Triple Chocolate Muffins
User Reviews
4.6
Triple Chocolate Muffins
Description
These muffins showcase triple chocolate through the use of cocoa powder, finely chopped semisweet chocolate melted with butter, and added semisweet chocolate chips folded into the batter. The sour cream enriches the texture while adding moisture and subtle tang to balance the sweetness and chocolate flavors.
The batter is carefully mixed to avoid overworking, preserving a tender crumb. Baking at 425°F at the start and then lowering the heat encourages good rise and moist interiors. The final muffins have a deep chocolate color, with pockets of melted chips for bursts of chocolate in each bite.
They can be made as standard muffins, mini muffins, or quick bread using the same batter. Storage instructions recommend airtight containers at room temperature for up to 4 days, refrigeration for up to a week, and freezing wrapped for up to 3 months.
Ingredients
- 1¼ cups all-purpose flour
- ½ cup cocoa powder unsweetened
- ½ teaspoon baking soda
- ½ teaspoon salt
- 4 ounces semisweet chocolate finely chopped
- ½ cup butter unsalted
- 1 cup granulated sugar
- 2 egg
- ½ cup sour cream
- 1 teaspoon vanilla extract
- 1 cup semisweet chocolate chips
Instructions
- Preheat oven to 425 degrees F. Line a standard muffin tin with paper muffin cups or grease with a non-stick cooking spray.
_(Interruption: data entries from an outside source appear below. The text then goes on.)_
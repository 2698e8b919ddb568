//! Fixed ontology skeleton: class groups and the schema relations between them.
//!
//! The skeleton is schema, not instance data. It is rendered in full for every
//! expanded work graph and is also the source of the predicate-based bucketing
//! fallbacks: an object reached through a schema predicate belongs to that
//! predicate's range class.

use std::fmt;

use serde::{Deserialize, Serialize};

use crate::namespace::{has_local_suffix, local_name};

/// Expansion key of the "used artifacts" sub-group.
pub const USED_ARTIFACT_KEY: &str = "used";
/// Expansion key of the "introduced artifacts" sub-group.
pub const INTRODUCED_ARTIFACT_KEY: &str = "introduced";
/// Node id prefix marking class-group nodes.
pub const CLASS_NODE_PREFIX: &str = "class:";

const PO_CONTAINS: &str = "http://purl.org/spar/po/contains";
const DC_CREATOR: &str = "http://purl.org/dc/elements/1.1/creator";
const DC_PUBLISHER: &str = "http://purl.org/dc/elements/1.1/publisher";
const FABIO_HAS_DISCIPLINE: &str = "http://purl.org/spar/fabio/hasDiscipline";
const AMO_HAS_ARGUMENT: &str = "http://purl.org/spar/amo/hasArgument";
const AMO_HAS_CLAIM: &str = "http://purl.org/spar/amo/hasClaim";
const AMO_HAS_BACKING: &str = "http://purl.org/spar/amo/hasBacking";
const AMO_HAS_EVIDENCE: &str = "http://purl.org/spar/amo/hasEvidence";
const AMO_HAS_WARRANT: &str = "http://purl.org/spar/amo/hasWarrant";
const IDEA_PROPOSES_IDEA: &str = "http://www.semanticweb.org/idea/proposesIdea";
const IDEA_CONCERNS_ISSUE: &str = "http://www.semanticweb.org/idea/concernsIssue";
const IDEA_REALIZES: &str = "http://www.semanticweb.org/idea/realizes";
const IDEA_HAS_ASSUMPTION: &str = "http://www.semanticweb.org/idea/hasAssumption";
/// Approach → artifact it builds on.
pub const IDEA_USES: &str = "http://www.semanticweb.org/idea/uses";
/// Approach → artifact it contributes.
pub const IDEA_INTRODUCES: &str = "http://www.semanticweb.org/idea/introduces";
const RDFS_SUB_CLASS_OF: &str = "http://www.w3.org/2000/01/rdf-schema#subClassOf";

/// Discourse sections that appear as `has<Section>` predicates on a work.
const SECTION_NAMES: &[&str] = &[
    "Abstract",
    "Introduction",
    "Background",
    "RelatedWork",
    "Methods",
    "Materials",
    "Evaluation",
    "Results",
    "Discussion",
    "Conclusion",
    "FutureWork",
    "Acknowledgements",
];

/// A class group of the ontology skeleton.
#[derive(Debug, Clone, Copy, PartialEq, Eq, Hash, PartialOrd, Ord, Serialize, Deserialize)]
pub enum OntologyClass {
    Work,
    DiscourseElement,
    Person,
    Event,
    Topic,
    Argument,
    Claim,
    Backing,
    Evidence,
    Warrant,
    Idea,
    Issue,
    Approach,
    Assumption,
    /// Umbrella over both artifact sub-groups.
    Artifact,
    UsedArtifact,
    IntroducedArtifact,
}

impl OntologyClass {
    /// Every class group, in rendering order.
    pub const ALL: [OntologyClass; 17] = [
        OntologyClass::Work,
        OntologyClass::DiscourseElement,
        OntologyClass::Person,
        OntologyClass::Event,
        OntologyClass::Topic,
        OntologyClass::Argument,
        OntologyClass::Claim,
        OntologyClass::Backing,
        OntologyClass::Evidence,
        OntologyClass::Warrant,
        OntologyClass::Idea,
        OntologyClass::Issue,
        OntologyClass::Approach,
        OntologyClass::Assumption,
        OntologyClass::Artifact,
        OntologyClass::UsedArtifact,
        OntologyClass::IntroducedArtifact,
    ];

    /// Expansion-state key: the class IRI, or the synthetic sub-group name.
    pub fn key(self) -> &'static str {
        match self {
            OntologyClass::Work => "http://purl.org/spar/fabio/Work",
            OntologyClass::DiscourseElement => "http://purl.org/spar/deo/DiscourseElement",
            OntologyClass::Person => "http://xmlns.com/foaf/0.1/Person",
            OntologyClass::Event => "http://purl.org/ontology/bibo/Event",
            OntologyClass::Topic => "http://cso.kmi.open.ac.uk/schema/cso#Topic",
            OntologyClass::Argument => "http://purl.org/spar/amo/Argument",
            OntologyClass::Claim => "http://purl.org/spar/amo/Claim",
            OntologyClass::Backing => "http://purl.org/spar/amo/Backing",
            OntologyClass::Evidence => "http://purl.org/spar/amo/Evidence",
            OntologyClass::Warrant => "http://purl.org/spar/amo/Warrant",
            OntologyClass::Idea => "http://www.semanticweb.org/idea/Idea",
            OntologyClass::Issue => "http://www.semanticweb.org/idea/Issue",
            OntologyClass::Approach => "http://www.semanticweb.org/idea/Approach",
            OntologyClass::Assumption => "http://www.semanticweb.org/idea/Assumption",
            OntologyClass::Artifact => "http://www.semanticweb.org/idea/Artifact",
            OntologyClass::UsedArtifact => USED_ARTIFACT_KEY,
            OntologyClass::IntroducedArtifact => INTRODUCED_ARTIFACT_KEY,
        }
    }

    /// Resolve an expansion-state key back to its class.
    pub fn from_key(key: &str) -> Option<Self> {
        Self::ALL.into_iter().find(|c| c.key() == key)
    }

    /// Resolve a user-supplied class name: expansion key, `prefix:Local`
    /// form, or display/local name (case-insensitive).
    pub fn from_name(name: &str) -> Option<Self> {
        let name = name.strip_prefix(CLASS_NODE_PREFIX).unwrap_or(name);
        if let Some(class) = Self::from_key(name) {
            return Some(class);
        }
        let local = name.rsplit_once(':').map_or(name, |(_, local)| local);
        Self::ALL.into_iter().find(|c| {
            c.display_name().eq_ignore_ascii_case(name)
                || c.display_name().replace(' ', "").eq_ignore_ascii_case(local)
                || local_name(c.key()).eq_ignore_ascii_case(local)
        })
    }

    /// Id of the class-group node: `"class:" + key`.
    pub fn node_id(self) -> String {
        format!("{CLASS_NODE_PREFIX}{}", self.key())
    }

    /// Human-readable group name.
    pub fn display_name(self) -> &'static str {
        match self {
            OntologyClass::UsedArtifact => "Used Artifact",
            OntologyClass::IntroducedArtifact => "Introduced Artifact",
            OntologyClass::DiscourseElement => "Discourse Element",
            other => local_name(other.key()),
        }
    }

    /// Whether this is one of the two split artifact sub-groups.
    pub fn is_artifact_split(self) -> bool {
        matches!(self, OntologyClass::UsedArtifact | OntologyClass::IntroducedArtifact)
    }

    /// Whether instances of this class belong to the argumentation layer.
    pub fn is_argumentative(self) -> bool {
        !matches!(
            self,
            OntologyClass::Work
                | OntologyClass::DiscourseElement
                | OntologyClass::Person
                | OntologyClass::Event
                | OntologyClass::Topic
        )
    }

    /// Class whose identifier is a suffix of `type_iri`.
    ///
    /// Sub-groups are never matched by type: membership in them is decided by
    /// the connecting predicate.
    pub fn from_type_iri(type_iri: &str) -> Option<Self> {
        Self::ALL
            .into_iter()
            .filter(|c| !c.is_artifact_split())
            .find(|c| has_local_suffix(type_iri, local_name(c.key())))
    }

    /// Class implied for the object of `predicate` when the object has no usable type.
    pub fn from_predicate(predicate: &str) -> Option<Self> {
        if let Some(relation) = SCHEMA.iter().find(|r| r.predicate == predicate) {
            return Some(relation.range);
        }
        is_section_predicate(predicate).then_some(OntologyClass::DiscourseElement)
    }
}

impl fmt::Display for OntologyClass {
    fn fmt(&self, f: &mut fmt::Formatter<'_>) -> fmt::Result {
        f.write_str(self.display_name())
    }
}

/// Whether `predicate` links a work to a named discourse section (`hasIntroduction`, ...).
pub fn is_section_predicate(predicate: &str) -> bool {
    let name = local_name(predicate);
    name.strip_prefix("has")
        .is_some_and(|section| SECTION_NAMES.contains(&section))
}

/// One schema relation between two class groups.
#[derive(Debug, Clone, Copy, PartialEq, Eq)]
pub struct SchemaRelation {
    pub domain: OntologyClass,
    pub predicate: &'static str,
    pub range: OntologyClass,
}

const fn rel(domain: OntologyClass, predicate: &'static str, range: OntologyClass) -> SchemaRelation {
    SchemaRelation {
        domain,
        predicate,
        range,
    }
}

/// Hardcoded schema relations rendered between class groups.
pub const SCHEMA: &[SchemaRelation] = &[
    rel(OntologyClass::Work, PO_CONTAINS, OntologyClass::DiscourseElement),
    rel(OntologyClass::Work, DC_CREATOR, OntologyClass::Person),
    rel(OntologyClass::Work, DC_PUBLISHER, OntologyClass::Event),
    rel(OntologyClass::Work, FABIO_HAS_DISCIPLINE, OntologyClass::Topic),
    rel(OntologyClass::Work, AMO_HAS_ARGUMENT, OntologyClass::Argument),
    rel(OntologyClass::Argument, AMO_HAS_CLAIM, OntologyClass::Claim),
    rel(OntologyClass::Argument, AMO_HAS_BACKING, OntologyClass::Backing),
    rel(OntologyClass::Argument, AMO_HAS_EVIDENCE, OntologyClass::Evidence),
    rel(OntologyClass::Argument, AMO_HAS_WARRANT, OntologyClass::Warrant),
    rel(OntologyClass::Argument, IDEA_PROPOSES_IDEA, OntologyClass::Idea),
    rel(OntologyClass::Argument, IDEA_CONCERNS_ISSUE, OntologyClass::Issue),
    rel(OntologyClass::Argument, IDEA_REALIZES, OntologyClass::Approach),
    rel(OntologyClass::Approach, IDEA_HAS_ASSUMPTION, OntologyClass::Assumption),
    rel(OntologyClass::Approach, IDEA_USES, OntologyClass::UsedArtifact),
    rel(OntologyClass::Approach, IDEA_INTRODUCES, OntologyClass::IntroducedArtifact),
];

/// Relations tying the artifact sub-groups to the umbrella group.
pub const ARTIFACT_UMBRELLA: &[SchemaRelation] = &[
    rel(OntologyClass::UsedArtifact, RDFS_SUB_CLASS_OF, OntologyClass::Artifact),
    rel(OntologyClass::IntroducedArtifact, RDFS_SUB_CLASS_OF, OntologyClass::Artifact),
];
- In a small bowl, whisk together the flour, cocoa powder, baking soda, and salt.
- In a large bowl, melt together the chocolate butter until completely smooth. (You can do this in a glass bowl using a microwave in 30-second bursts, stirring after each; or you can use a heatproof bowl set over a small saucepan of barely simmering water.)
- Whisk the sugar into the melted chocolate mixture until combined, then whisk in the sour cream and vanilla extract. Finally, gently whisk in the eggs until incorporated, taking care not to overmix at this stage.
- Add the dry ingredients to the wet ingredients and use a rubber spatula to gently fold and mix until just a little bit of dry flour remains. Add the chocolate chips and gently mix them together until they are evenly distributed and no dry flour remains.
- Divide the batter evenly between the muffin cups (I find a ¼ cup scoop to work perfectly).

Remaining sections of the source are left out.